**** INPUT RECORDS

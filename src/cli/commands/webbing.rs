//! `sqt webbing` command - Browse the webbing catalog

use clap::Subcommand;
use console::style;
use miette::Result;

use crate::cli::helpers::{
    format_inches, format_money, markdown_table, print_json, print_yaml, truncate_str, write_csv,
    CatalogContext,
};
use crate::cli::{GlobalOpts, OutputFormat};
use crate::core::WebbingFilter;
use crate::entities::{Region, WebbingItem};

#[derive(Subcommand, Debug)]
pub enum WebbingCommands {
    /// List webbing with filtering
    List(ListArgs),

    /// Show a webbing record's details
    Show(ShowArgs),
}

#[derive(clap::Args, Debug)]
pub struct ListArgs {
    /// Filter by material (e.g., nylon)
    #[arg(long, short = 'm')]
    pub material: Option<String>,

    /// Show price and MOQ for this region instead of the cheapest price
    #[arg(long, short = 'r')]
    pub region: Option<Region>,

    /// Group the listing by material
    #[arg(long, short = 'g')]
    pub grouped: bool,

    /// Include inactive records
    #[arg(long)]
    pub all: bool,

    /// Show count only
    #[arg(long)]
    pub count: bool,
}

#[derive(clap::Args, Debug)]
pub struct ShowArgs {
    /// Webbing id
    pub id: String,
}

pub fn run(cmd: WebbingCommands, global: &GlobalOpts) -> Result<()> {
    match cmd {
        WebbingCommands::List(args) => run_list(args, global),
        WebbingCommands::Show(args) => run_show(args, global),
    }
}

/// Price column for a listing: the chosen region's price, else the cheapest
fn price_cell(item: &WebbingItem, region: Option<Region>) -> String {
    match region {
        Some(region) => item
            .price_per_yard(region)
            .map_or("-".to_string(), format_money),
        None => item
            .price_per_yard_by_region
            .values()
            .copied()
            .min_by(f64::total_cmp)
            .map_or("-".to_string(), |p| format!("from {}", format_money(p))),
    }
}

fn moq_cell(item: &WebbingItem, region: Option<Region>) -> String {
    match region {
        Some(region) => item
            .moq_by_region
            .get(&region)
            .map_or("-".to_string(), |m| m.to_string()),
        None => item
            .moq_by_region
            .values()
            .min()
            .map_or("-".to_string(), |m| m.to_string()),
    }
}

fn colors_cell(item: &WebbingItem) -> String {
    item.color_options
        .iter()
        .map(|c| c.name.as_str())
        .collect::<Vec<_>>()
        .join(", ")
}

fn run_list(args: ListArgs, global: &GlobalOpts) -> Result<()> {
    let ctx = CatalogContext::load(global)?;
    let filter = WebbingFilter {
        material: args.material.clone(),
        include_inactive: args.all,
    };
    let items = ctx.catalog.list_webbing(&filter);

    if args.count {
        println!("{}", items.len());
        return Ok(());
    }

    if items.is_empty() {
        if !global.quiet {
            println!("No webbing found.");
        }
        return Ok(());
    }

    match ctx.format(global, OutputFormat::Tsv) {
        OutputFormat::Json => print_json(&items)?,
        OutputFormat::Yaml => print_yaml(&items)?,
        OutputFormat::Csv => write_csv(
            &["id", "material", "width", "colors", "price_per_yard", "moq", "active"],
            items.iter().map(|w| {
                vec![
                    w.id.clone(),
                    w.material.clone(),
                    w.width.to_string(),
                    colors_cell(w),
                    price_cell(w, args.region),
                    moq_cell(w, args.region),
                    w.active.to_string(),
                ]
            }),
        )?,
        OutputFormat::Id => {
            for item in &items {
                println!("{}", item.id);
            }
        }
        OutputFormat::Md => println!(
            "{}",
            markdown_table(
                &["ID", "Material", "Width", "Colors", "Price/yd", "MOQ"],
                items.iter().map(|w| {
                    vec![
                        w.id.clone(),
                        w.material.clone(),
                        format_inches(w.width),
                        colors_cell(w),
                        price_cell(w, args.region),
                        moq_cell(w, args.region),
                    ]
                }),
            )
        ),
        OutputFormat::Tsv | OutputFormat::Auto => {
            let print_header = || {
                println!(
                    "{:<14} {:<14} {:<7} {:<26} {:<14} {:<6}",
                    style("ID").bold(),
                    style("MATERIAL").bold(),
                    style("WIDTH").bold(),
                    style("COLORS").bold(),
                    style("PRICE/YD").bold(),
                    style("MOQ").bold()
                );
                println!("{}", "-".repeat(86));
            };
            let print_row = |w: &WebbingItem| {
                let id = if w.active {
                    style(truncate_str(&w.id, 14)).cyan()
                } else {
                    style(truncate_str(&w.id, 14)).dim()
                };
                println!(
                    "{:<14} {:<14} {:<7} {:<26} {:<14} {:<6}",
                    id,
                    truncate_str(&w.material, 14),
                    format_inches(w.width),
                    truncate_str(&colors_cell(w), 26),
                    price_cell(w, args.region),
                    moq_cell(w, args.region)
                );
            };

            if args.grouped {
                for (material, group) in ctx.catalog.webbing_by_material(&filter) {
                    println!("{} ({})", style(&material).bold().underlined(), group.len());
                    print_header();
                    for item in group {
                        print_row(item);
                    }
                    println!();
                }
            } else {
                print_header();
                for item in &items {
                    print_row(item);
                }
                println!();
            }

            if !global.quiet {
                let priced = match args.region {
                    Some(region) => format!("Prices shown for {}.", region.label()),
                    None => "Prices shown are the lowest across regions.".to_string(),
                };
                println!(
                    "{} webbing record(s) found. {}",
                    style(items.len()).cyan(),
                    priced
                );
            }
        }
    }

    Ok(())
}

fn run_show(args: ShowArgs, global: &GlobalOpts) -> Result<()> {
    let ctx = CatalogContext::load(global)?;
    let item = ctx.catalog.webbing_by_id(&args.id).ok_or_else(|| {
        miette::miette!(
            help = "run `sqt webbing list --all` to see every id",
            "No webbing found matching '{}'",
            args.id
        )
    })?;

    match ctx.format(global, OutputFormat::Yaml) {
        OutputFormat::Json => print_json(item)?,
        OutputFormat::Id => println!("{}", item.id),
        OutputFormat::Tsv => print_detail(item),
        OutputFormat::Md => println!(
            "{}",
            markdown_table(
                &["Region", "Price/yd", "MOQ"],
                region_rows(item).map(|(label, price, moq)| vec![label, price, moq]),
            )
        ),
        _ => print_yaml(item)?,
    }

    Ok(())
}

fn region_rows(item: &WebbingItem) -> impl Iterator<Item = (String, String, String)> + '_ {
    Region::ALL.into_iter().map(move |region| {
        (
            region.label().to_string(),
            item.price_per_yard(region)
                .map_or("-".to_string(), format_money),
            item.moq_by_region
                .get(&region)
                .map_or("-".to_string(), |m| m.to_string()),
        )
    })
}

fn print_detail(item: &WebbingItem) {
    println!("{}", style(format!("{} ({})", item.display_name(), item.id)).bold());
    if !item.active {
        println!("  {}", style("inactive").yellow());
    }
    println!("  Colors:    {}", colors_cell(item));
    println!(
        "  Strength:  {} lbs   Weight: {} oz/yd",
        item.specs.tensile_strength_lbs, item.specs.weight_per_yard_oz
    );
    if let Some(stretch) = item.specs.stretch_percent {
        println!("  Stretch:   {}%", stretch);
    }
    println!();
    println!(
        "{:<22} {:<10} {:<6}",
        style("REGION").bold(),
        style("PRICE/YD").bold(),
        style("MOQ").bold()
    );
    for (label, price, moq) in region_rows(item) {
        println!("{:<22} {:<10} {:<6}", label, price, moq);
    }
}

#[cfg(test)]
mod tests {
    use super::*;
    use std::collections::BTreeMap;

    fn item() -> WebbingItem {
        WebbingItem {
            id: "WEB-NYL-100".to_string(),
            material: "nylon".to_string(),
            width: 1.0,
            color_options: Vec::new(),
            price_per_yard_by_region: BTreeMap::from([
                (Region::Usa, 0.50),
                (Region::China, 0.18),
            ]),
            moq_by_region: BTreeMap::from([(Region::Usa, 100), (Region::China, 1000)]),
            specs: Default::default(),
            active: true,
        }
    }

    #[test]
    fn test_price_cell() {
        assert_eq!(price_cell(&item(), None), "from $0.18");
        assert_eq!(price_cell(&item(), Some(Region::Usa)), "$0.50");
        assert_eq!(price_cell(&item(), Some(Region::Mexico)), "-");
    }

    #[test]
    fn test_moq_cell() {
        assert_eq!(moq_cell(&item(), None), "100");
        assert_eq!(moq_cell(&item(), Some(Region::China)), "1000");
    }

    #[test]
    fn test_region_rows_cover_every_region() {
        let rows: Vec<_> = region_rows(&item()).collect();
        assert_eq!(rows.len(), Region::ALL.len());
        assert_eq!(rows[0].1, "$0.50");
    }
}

********
**** INPUT RECORDS

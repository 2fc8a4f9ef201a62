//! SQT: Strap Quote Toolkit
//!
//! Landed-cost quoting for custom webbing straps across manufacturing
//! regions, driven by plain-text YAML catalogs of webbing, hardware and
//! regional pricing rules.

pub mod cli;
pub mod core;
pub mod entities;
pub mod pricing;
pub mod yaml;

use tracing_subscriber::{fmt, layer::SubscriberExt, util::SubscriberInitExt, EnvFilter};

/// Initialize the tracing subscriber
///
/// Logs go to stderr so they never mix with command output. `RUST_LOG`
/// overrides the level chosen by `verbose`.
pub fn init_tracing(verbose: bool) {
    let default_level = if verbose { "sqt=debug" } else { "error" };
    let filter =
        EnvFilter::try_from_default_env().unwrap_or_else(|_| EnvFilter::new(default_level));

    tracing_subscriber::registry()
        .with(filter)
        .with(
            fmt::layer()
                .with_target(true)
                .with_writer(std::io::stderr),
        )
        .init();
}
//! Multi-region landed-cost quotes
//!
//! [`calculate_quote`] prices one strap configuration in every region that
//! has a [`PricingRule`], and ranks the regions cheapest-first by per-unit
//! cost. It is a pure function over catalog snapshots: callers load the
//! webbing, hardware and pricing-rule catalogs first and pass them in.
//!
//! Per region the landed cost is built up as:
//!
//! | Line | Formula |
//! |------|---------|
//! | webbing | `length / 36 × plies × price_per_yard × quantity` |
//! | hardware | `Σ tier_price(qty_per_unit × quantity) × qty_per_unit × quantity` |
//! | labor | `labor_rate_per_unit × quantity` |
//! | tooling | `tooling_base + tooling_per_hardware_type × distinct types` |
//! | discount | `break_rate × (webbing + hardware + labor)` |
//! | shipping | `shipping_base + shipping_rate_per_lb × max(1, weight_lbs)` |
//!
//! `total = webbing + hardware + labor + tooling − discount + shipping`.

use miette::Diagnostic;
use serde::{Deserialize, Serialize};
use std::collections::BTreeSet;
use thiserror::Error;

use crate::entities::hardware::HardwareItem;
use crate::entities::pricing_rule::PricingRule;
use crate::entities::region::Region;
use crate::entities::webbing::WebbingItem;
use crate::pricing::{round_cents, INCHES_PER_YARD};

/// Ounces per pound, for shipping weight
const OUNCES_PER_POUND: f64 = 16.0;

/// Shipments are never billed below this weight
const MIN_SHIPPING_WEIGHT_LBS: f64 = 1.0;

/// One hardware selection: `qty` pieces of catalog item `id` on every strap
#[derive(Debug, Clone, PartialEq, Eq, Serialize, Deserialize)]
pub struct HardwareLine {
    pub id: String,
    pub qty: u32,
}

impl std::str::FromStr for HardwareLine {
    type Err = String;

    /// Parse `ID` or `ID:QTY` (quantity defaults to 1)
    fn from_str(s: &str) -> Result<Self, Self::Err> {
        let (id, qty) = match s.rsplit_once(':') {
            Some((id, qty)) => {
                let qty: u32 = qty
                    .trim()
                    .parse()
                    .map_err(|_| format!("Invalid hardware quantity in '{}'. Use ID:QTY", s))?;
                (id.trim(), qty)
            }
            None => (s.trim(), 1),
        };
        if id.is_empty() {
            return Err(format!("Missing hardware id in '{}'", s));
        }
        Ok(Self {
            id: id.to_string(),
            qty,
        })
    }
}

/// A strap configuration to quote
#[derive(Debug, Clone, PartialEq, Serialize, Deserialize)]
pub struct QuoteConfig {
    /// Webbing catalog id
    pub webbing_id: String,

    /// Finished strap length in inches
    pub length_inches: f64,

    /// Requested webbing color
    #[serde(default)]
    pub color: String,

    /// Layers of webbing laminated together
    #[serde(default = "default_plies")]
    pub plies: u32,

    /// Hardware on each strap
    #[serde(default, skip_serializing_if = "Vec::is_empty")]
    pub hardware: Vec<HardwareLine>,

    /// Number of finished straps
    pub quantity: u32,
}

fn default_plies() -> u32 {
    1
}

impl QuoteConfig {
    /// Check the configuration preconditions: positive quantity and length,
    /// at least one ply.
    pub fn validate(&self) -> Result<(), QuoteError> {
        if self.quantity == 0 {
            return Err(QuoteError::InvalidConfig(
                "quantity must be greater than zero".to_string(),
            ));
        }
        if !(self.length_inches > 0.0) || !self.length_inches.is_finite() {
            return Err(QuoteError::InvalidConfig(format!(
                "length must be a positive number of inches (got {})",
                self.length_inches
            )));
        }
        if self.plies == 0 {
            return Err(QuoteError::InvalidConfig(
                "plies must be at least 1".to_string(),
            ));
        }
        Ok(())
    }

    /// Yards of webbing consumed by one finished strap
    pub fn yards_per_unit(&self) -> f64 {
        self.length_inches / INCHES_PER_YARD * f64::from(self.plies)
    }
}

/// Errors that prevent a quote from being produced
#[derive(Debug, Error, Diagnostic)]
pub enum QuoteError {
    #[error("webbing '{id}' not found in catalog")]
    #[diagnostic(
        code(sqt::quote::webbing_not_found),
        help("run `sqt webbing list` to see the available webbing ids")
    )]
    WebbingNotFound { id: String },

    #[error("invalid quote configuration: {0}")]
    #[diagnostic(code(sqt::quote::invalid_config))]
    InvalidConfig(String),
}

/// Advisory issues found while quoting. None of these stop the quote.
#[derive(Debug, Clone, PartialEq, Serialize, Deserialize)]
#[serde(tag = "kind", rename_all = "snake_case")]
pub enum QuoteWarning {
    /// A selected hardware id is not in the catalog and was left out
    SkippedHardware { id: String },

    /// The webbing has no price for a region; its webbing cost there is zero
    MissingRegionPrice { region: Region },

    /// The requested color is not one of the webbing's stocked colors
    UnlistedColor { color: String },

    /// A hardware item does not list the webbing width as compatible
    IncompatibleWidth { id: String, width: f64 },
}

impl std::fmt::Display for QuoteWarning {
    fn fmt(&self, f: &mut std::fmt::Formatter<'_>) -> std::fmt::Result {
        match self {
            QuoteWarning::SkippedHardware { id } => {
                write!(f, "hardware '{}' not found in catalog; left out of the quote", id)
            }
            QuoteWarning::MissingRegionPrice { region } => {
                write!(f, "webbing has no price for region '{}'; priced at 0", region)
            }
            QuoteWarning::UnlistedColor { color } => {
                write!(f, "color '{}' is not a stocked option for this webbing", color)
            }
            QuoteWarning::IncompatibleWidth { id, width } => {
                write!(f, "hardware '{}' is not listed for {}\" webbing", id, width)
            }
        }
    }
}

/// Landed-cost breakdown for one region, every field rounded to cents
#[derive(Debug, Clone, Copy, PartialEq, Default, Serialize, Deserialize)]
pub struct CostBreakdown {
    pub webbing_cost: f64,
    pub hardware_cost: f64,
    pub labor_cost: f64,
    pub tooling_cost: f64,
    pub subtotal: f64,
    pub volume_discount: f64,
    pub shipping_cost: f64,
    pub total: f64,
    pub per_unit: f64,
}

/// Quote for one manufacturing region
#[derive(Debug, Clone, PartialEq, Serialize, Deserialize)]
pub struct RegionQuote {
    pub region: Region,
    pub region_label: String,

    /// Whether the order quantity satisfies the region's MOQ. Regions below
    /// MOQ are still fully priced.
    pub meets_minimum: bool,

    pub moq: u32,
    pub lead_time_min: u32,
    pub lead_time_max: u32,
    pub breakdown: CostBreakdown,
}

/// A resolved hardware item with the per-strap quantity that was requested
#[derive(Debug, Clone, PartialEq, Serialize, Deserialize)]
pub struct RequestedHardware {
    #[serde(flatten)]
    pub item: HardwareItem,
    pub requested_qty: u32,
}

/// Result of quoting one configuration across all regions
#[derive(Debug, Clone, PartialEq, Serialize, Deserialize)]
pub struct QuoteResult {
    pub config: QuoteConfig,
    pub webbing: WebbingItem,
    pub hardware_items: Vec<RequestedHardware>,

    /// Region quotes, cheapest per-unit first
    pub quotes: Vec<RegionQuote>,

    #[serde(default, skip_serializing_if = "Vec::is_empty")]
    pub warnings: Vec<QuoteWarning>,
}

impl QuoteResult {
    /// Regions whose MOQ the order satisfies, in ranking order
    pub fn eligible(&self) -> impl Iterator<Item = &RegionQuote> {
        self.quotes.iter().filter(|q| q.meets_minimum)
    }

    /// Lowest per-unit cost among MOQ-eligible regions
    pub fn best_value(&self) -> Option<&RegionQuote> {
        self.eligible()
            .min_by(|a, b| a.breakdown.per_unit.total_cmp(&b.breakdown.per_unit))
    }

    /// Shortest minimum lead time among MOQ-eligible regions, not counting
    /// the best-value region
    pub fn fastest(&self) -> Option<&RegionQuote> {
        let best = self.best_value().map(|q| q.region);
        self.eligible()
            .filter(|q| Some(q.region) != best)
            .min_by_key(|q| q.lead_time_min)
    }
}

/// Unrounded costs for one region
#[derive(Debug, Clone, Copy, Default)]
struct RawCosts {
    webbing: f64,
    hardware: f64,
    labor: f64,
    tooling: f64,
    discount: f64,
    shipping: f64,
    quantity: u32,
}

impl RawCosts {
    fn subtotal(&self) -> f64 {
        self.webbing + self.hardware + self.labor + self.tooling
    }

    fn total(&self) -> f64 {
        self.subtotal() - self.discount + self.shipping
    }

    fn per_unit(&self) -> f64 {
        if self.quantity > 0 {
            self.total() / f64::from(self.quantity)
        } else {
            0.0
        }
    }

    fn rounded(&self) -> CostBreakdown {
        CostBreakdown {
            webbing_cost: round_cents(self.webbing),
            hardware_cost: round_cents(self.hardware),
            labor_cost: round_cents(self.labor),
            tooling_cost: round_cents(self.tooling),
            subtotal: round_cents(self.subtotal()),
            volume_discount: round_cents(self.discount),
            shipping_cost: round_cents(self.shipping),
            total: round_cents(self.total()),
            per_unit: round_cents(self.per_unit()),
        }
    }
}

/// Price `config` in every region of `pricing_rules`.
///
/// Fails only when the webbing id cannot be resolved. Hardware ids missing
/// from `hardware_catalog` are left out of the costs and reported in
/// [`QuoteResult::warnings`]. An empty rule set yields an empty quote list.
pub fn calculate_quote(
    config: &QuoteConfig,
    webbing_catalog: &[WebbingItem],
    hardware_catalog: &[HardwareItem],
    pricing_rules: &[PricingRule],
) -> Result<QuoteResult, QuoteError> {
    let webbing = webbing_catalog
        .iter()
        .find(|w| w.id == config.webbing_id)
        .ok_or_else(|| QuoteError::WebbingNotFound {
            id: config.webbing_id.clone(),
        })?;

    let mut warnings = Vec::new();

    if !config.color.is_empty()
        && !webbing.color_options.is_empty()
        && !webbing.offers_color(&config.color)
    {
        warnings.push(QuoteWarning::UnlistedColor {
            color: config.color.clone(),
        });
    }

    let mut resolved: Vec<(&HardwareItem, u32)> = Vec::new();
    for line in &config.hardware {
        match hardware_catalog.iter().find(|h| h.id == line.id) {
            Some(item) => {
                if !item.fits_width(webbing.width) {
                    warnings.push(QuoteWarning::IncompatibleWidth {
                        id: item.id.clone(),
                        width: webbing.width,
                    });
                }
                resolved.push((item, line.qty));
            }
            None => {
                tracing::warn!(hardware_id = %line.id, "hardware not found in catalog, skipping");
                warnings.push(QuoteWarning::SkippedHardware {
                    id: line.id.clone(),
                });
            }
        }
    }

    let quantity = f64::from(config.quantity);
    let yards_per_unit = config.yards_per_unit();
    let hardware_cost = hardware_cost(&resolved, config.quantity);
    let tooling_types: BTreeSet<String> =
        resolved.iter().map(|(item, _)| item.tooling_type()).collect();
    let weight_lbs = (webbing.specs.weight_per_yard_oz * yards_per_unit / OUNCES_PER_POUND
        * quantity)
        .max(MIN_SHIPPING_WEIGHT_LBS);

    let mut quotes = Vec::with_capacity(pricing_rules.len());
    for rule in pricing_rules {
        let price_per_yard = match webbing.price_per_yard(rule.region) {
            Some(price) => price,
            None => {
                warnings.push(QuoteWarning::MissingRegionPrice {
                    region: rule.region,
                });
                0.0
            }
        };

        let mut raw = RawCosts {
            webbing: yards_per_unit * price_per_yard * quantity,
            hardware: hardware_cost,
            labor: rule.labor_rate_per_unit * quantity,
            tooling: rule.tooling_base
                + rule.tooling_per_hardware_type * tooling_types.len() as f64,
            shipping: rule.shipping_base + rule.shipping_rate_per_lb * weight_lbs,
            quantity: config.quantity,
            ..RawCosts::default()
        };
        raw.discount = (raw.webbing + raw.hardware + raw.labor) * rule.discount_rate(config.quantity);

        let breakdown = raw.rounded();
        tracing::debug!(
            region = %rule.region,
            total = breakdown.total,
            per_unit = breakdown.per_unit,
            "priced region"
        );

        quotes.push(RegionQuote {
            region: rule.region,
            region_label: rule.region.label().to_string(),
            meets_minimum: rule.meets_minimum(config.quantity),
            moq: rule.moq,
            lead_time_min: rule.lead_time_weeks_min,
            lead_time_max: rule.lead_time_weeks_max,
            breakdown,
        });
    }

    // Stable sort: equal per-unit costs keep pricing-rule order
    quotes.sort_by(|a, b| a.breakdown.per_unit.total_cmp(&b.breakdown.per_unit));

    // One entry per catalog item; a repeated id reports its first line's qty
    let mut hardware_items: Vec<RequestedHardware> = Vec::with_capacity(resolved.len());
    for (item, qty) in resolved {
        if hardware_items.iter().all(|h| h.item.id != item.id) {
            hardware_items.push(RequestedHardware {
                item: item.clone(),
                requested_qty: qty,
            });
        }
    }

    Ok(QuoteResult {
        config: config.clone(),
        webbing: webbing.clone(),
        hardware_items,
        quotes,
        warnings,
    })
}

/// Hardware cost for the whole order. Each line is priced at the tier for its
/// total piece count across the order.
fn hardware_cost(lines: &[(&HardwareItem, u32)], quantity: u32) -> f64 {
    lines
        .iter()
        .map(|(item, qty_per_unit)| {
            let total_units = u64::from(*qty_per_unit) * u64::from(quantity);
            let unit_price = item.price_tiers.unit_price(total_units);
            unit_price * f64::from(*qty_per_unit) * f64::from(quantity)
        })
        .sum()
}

********

**WHAT NEEDS TO BE DONE:** Filter the entries and copy out every line with the word "enum".

**TASK ANSWER:**
pub enum WebbingCommands {
pub enum QuoteError {
pub enum QuoteWarning {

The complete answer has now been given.